⟨
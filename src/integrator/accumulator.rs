//! Streaming importance-weight statistics in log space.
//!
//! Weights are kept as `exp(lw - max_log)` sums so that log-likelihoods of
//! a few hundred (routine for loud signals) neither overflow nor lose the
//! small weights entirely. When a larger weight arrives, the running sums
//! are rescaled to the new maximum.
//!
//! Each batch gets its own [`WeightAccumulator`]. A [`BatchWindow`] pools
//! the batches that form the estimate and drops burn-in batches from its
//! front: a batch drawn from an early proposal that missed most of the
//! weight mass sits far below what the adapted proposal produces, and its
//! own spread cannot reveal that.

/// Batch means this many standard errors below the rest of the window are
/// burn-in.
const BURN_IN_SIGMAS: f64 = 3.0;

/// Running sums of importance weights for one batch.
#[derive(Clone, Debug)]
pub(crate) struct WeightAccumulator {
    /// All draws, including zero-weight ones.
    count: u64,
    /// Draws with a positive, finite weight.
    nonzero: u64,
    /// Largest log weight seen so far.
    max_log: f64,
    /// `Σ exp(lw - max_log)`.
    sum: f64,
    /// `Σ exp(2 (lw - max_log))`.
    sum_sq: f64,
}

impl WeightAccumulator {
    pub(crate) fn new() -> Self {
        Self {
            count: 0,
            nonzero: 0,
            max_log: f64::NEG_INFINITY,
            sum: 0.0,
            sum_sq: 0.0,
        }
    }

    /// Adds one log weight. Negative infinity is a zero weight.
    pub(crate) fn push(&mut self, log_weight: f64) {
        self.count += 1;
        if log_weight == f64::NEG_INFINITY {
            return;
        }
        if log_weight > self.max_log {
            let shift = self.max_log - log_weight;
            self.sum *= shift.exp();
            self.sum_sq *= (2.0 * shift).exp();
            self.max_log = log_weight;
        }
        let r = (log_weight - self.max_log).exp();
        self.sum += r;
        self.sum_sq += r * r;
        self.nonzero += 1;
    }

    pub(crate) fn extend(&mut self, log_weights: &[f64]) {
        for &lw in log_weights {
            self.push(lw);
        }
    }

    #[cfg(test)]
    fn count(&self) -> u64 {
        self.count
    }

    pub(crate) fn nonzero(&self) -> u64 {
        self.nonzero
    }

    /// Sums rescaled to a common `max_log`.
    #[allow(clippy::cast_precision_loss)]
    fn moments(&self, max_log: f64) -> Moments {
        let n = self.count as f64;
        if self.nonzero == 0 {
            return Moments {
                count: n,
                ..Moments::default()
            };
        }
        let scale = (self.max_log - max_log).exp();
        let sum = self.sum * scale;
        let sum_sq = self.sum_sq * scale * scale;
        let spread = if self.count < 2 {
            0.0
        } else {
            let mean = sum / n;
            ((sum_sq / n - mean * mean) * n / (n - 1.0)).max(0.0) * n
        };
        Moments {
            count: n,
            sum,
            sum_sq,
            spread,
        }
    }
}

/// Weight sums of several batches on a common scale.
#[derive(Clone, Copy, Debug, Default)]
struct Moments {
    count: f64,
    sum: f64,
    sum_sq: f64,
    /// `Σ_b n_b s_b²` with `s_b²` the within-batch sample variance.
    spread: f64,
}

impl Moments {
    fn merge(self, other: Self) -> Self {
        Self {
            count: self.count + other.count,
            sum: self.sum + other.sum,
            sum_sq: self.sum_sq + other.sum_sq,
            spread: self.spread + other.spread,
        }
    }

    fn mean(&self) -> f64 {
        self.sum / self.count
    }

    /// Variance of the pooled mean. Batches are independent given their
    /// proposals, so only within-batch spread enters.
    fn mean_variance(&self) -> f64 {
        self.spread / (self.count * self.count)
    }

    /// Pooled per-draw variance.
    fn draw_variance(&self) -> f64 {
        self.spread / self.count
    }
}

/// The batches that currently form the estimate.
#[derive(Clone, Debug)]
pub(crate) struct BatchWindow {
    batches: Vec<WeightAccumulator>,
    start: usize,
    count: u64,
    nonzero: u64,
}

impl BatchWindow {
    pub(crate) fn new() -> Self {
        Self {
            batches: Vec::new(),
            start: 0,
            count: 0,
            nonzero: 0,
        }
    }

    /// Appends a finished batch and drops any burn-in batches it exposes.
    pub(crate) fn push(&mut self, batch: WeightAccumulator) {
        self.count += batch.count;
        self.nonzero += batch.nonzero;
        self.batches.push(batch);
        self.trim();
    }

    fn trim(&mut self) {
        while self.batches.len() - self.start >= 2 {
            let window = &self.batches[self.start..];
            let max_log = common_max(window);
            if max_log == f64::NEG_INFINITY {
                return;
            }
            let first = window[0].moments(max_log);
            let rest = pool(&window[1..], max_log);
            // Under the hypothesis that the first batch is as good as the
            // rest, its mean scatters by at least the rest's per-draw spread.
            let first_variance = first
                .mean_variance()
                .max(rest.draw_variance() / first.count);
            let noise = (first_variance + rest.mean_variance()).sqrt();
            let gap = rest.mean() - first.mean();
            if gap > BURN_IN_SIGMAS * noise && gap > 1e-12 * rest.mean() {
                self.start += 1;
            } else {
                return;
            }
        }
    }

    /// Draws over every batch, discarded or not.
    pub(crate) fn count(&self) -> u64 {
        self.count
    }

    /// Positive-weight draws over every batch.
    pub(crate) fn nonzero(&self) -> u64 {
        self.nonzero
    }

    /// Batches in the estimate.
    pub(crate) fn len(&self) -> usize {
        self.batches.len() - self.start
    }

    /// Batches dropped as burn-in.
    #[cfg_attr(not(feature = "tracing"), allow(dead_code))]
    pub(crate) fn discarded(&self) -> usize {
        self.start
    }

    /// Statistics of the pooled window.
    pub(crate) fn estimate(&self) -> Estimate {
        let window = &self.batches[self.start..];
        let max_log = common_max(window);
        if max_log == f64::NEG_INFINITY {
            return Estimate::EMPTY;
        }
        let m = pool(window, max_log);
        let log_evidence = max_log + m.sum.ln() - m.count.ln();
        let relative_error = if m.count < 2.0 {
            f64::INFINITY
        } else {
            m.mean_variance().sqrt() / m.mean()
        };
        Estimate {
            log_evidence,
            relative_error,
            effective_samples: m.sum * m.sum / m.sum_sq,
        }
    }
}

fn common_max(batches: &[WeightAccumulator]) -> f64 {
    batches
        .iter()
        .filter(|b| b.nonzero > 0)
        .map(|b| b.max_log)
        .fold(f64::NEG_INFINITY, f64::max)
}

fn pool(batches: &[WeightAccumulator], max_log: f64) -> Moments {
    batches
        .iter()
        .map(|b| b.moments(max_log))
        .fold(Moments::default(), Moments::merge)
}

/// Evidence estimate of a window.
#[derive(Clone, Copy, Debug, PartialEq)]
pub(crate) struct Estimate {
    /// `ln(mean weight)`.
    pub(crate) log_evidence: f64,
    /// Standard error of the mean weight divided by the mean weight.
    pub(crate) relative_error: f64,
    /// Kish effective sample size `(Σw)² / Σw²`.
    pub(crate) effective_samples: f64,
}

impl Estimate {
    const EMPTY: Self = Self {
        log_evidence: f64::NEG_INFINITY,
        relative_error: f64::INFINITY,
        effective_samples: 0.0,
    };
}

#[cfg(test)]
mod tests {
    use super::*;

    fn batch(log_weights: &[f64]) -> WeightAccumulator {
        let mut acc = WeightAccumulator::new();
        acc.extend(log_weights);
        acc
    }

    fn window(batches: &[&[f64]]) -> BatchWindow {
        let mut w = BatchWindow::new();
        for b in batches {
            w.push(batch(b));
        }
        w
    }

    #[test]
    fn test_equal_weights() {
        let est = window(&[&[2.0_f64.ln(); 100]]).estimate();
        assert!((est.log_evidence - 2.0_f64.ln()).abs() < 1e-12);
        assert!(est.relative_error < 1e-6);
        assert!((est.effective_samples - 100.0).abs() < 1e-9);
    }

    #[test]
    fn test_zero_weights_dilute_mean() {
        let acc = batch(&[0.0, f64::NEG_INFINITY]);
        assert_eq!(acc.count(), 2);
        assert_eq!(acc.nonzero(), 1);
        let est = window(&[&[0.0, f64::NEG_INFINITY]]).estimate();
        assert!((est.log_evidence - 0.5_f64.ln()).abs() < 1e-12);
        assert!((est.effective_samples - 1.0).abs() < 1e-12);
    }

    #[test]
    fn test_rescaling_matches_direct_sum() {
        let log_weights = [-700.0, 10.0, 500.0, 499.0, -3.0];
        let est = window(&[&log_weights]).estimate();
        let direct = crate::rng_util::log_sum_exp(&log_weights) - 5.0_f64.ln();
        assert!((est.log_evidence - direct).abs() < 1e-12);
        // Two weights dominate, in ratio e:1.
        let e = core::f64::consts::E;
        let expected_ess = (e + 1.0).powi(2) / (e * e + 1.0);
        assert!((est.effective_samples - expected_ess).abs() < 1e-9);
    }

    #[test]
    fn test_empty_window() {
        let est = BatchWindow::new().estimate();
        assert_eq!(est.log_evidence, f64::NEG_INFINITY);
        assert_eq!(est.relative_error, f64::INFINITY);
        assert_eq!(est.effective_samples, 0.0);
    }

    #[test]
    fn test_relative_error_matches_sample_formula() {
        let weights = [1.0_f64, 2.0, 3.0, 4.0];
        let est = window(&[&weights.map(f64::ln)]).estimate();
        let n = 4.0;
        let mean = 2.5;
        let var = weights.iter().map(|w| (w - mean).powi(2)).sum::<f64>() / (n - 1.0);
        let expected = (var / n).sqrt() / mean;
        assert!((est.relative_error - expected).abs() < 1e-12);
    }

    #[test]
    fn test_consistent_batches_are_pooled() {
        let a = [1.0_f64, 2.0, 3.0, 4.0].map(f64::ln);
        let b = [4.0_f64, 3.0, 2.0, 1.0].map(f64::ln);
        let w = window(&[&a, &b]);
        assert_eq!(w.len(), 2);
        assert_eq!(w.discarded(), 0);
        assert!((w.estimate().log_evidence - 2.5_f64.ln()).abs() < 1e-12);
        // Between-batch spread is not counted twice.
        let expected = (2.0 * 4.0 * (5.0 / 3.0) / 64.0_f64).sqrt() / 2.5;
        assert!((w.estimate().relative_error - expected).abs() < 1e-12);
    }

    #[test]
    fn test_batch_that_missed_the_mass_is_burn_in() {
        // The first batch saw only the tail of the integrand.
        let missed: Vec<f64> = (0..100).map(|i| -10.0 - f64::from(i) * 0.01).collect();
        let found: Vec<f64> = (0..100).map(|i| f64::from(i % 5) * 0.01).collect();
        let w = window(&[&missed, &found, &found]);
        assert_eq!(w.discarded(), 1);
        assert_eq!(w.len(), 2);
        assert_eq!(w.count(), 300);
        assert!(w.estimate().log_evidence > -0.01);
    }

    #[test]
    fn test_empty_batch_before_mass_is_burn_in() {
        let found = [0.0; 50];
        let w = window(&[&[f64::NEG_INFINITY; 50], &found, &found]);
        assert_eq!(w.discarded(), 1);
        assert_eq!(w.nonzero(), 100);
        assert!(w.estimate().log_evidence.abs() < 1e-12);
    }

    #[test]
    fn test_sparse_support_keeps_unlucky_batches() {
        // One draw in fifty carries weight; a batch without a hit is
        // ordinary scatter, not burn-in.
        let mut sparse = vec![f64::NEG_INFINITY; 50];
        sparse[7] = 0.0;
        let w = window(&[&[f64::NEG_INFINITY; 50], &sparse, &sparse, &sparse]);
        assert_eq!(w.discarded(), 0);
        assert_eq!(w.len(), 4);
    }

    #[test]
    fn test_nothing_found_keeps_every_batch() {
        let w = window(&[&[f64::NEG_INFINITY; 10], &[f64::NEG_INFINITY; 10]]);
        assert_eq!(w.len(), 2);
        assert_eq!(w.nonzero(), 0);
        assert_eq!(w.estimate(), Estimate::EMPTY);
    }
}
⟩
- **Goal of the exercise**: Out of the material above, output word for word the line with "self.sum += r;", the line with "fn moments(&self, max_log: f64)", and all lines between them, with nothing else.

- **Expected answer**:
        self.sum += r;
        self.sum_sq += r * r;
        self.nonzero += 1;
    }

    pub(crate) fn extend(&mut self, log_weights: &[f64]) {
        for &lw in log_weights {
            self.push(lw);
        }
    }

    #[cfg(test)]
    fn count(&self) -> u64 {
        self.count
    }

    pub(crate) fn nonzero(&self) -> u64 {
        self.nonzero
    }

    /// Sums rescaled to a common `max_log`.
    #[allow(clippy::cast_precision_loss)]
    fn moments(&self, max_log: f64) -> Moments {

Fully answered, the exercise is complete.